Task goal:
Using the material below, copy every line where "async" appears.

Given entries:
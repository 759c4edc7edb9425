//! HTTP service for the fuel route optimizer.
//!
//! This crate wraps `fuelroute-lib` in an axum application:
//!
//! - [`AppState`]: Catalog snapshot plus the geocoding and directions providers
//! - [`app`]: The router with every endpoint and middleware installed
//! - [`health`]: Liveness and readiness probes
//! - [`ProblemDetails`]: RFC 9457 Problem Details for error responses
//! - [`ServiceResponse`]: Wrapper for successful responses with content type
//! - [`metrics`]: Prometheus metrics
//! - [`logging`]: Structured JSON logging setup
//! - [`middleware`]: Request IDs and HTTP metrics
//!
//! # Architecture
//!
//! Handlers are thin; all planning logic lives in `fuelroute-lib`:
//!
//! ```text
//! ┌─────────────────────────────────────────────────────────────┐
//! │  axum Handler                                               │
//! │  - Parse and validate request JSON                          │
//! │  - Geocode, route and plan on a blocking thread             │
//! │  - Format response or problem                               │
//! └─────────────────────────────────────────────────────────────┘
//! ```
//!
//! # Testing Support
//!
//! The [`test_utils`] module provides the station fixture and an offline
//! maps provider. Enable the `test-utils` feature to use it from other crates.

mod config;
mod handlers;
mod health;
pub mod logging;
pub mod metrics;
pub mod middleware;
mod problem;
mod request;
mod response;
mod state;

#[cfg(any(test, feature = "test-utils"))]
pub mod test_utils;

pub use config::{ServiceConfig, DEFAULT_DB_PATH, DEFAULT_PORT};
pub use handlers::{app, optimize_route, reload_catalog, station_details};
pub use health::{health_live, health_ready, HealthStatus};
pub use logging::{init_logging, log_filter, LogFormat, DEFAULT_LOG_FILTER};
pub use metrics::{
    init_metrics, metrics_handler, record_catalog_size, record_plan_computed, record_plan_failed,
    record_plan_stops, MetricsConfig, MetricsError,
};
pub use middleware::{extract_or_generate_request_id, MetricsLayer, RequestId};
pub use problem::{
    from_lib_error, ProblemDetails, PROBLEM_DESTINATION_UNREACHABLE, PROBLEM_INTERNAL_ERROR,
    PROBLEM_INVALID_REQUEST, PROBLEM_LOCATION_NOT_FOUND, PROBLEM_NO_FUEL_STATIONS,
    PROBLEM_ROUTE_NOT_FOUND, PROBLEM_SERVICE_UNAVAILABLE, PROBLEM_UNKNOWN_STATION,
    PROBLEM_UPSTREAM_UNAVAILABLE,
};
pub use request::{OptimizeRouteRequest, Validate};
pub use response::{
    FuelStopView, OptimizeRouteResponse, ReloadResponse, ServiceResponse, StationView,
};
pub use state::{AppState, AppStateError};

==

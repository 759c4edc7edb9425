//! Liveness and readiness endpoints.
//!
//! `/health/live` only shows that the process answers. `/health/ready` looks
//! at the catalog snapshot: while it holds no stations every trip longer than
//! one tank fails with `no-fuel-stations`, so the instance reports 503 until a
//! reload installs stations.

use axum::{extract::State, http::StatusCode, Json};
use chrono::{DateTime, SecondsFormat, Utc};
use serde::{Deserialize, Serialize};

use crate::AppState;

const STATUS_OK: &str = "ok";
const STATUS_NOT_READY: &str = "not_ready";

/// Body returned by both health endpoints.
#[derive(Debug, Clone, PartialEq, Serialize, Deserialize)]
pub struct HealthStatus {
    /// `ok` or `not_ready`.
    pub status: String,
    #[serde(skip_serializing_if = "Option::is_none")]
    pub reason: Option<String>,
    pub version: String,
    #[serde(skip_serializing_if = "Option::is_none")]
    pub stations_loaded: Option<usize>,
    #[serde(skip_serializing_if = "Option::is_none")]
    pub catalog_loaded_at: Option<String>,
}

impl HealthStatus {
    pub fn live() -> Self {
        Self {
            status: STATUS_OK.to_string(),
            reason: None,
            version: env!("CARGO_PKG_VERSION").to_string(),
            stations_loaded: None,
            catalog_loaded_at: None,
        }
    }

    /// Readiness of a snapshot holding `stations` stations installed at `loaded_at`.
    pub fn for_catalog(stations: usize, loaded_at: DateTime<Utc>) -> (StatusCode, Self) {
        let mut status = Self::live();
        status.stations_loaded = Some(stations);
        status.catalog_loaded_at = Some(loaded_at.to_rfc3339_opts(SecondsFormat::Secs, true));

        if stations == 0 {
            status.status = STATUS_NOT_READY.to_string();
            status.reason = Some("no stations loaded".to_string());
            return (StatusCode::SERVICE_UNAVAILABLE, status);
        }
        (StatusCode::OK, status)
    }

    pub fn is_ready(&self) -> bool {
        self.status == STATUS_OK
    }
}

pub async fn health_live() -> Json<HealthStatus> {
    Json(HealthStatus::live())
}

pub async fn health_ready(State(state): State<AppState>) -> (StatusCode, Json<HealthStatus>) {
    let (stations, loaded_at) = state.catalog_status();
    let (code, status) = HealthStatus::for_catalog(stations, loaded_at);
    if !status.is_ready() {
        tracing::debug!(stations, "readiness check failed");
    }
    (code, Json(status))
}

Solution for this exercise:
pub async fn health_live() -> Json<HealthStatus> {
pub async fn health_ready(State(state): State<AppState>) -> (StatusCode, Json<HealthStatus>) {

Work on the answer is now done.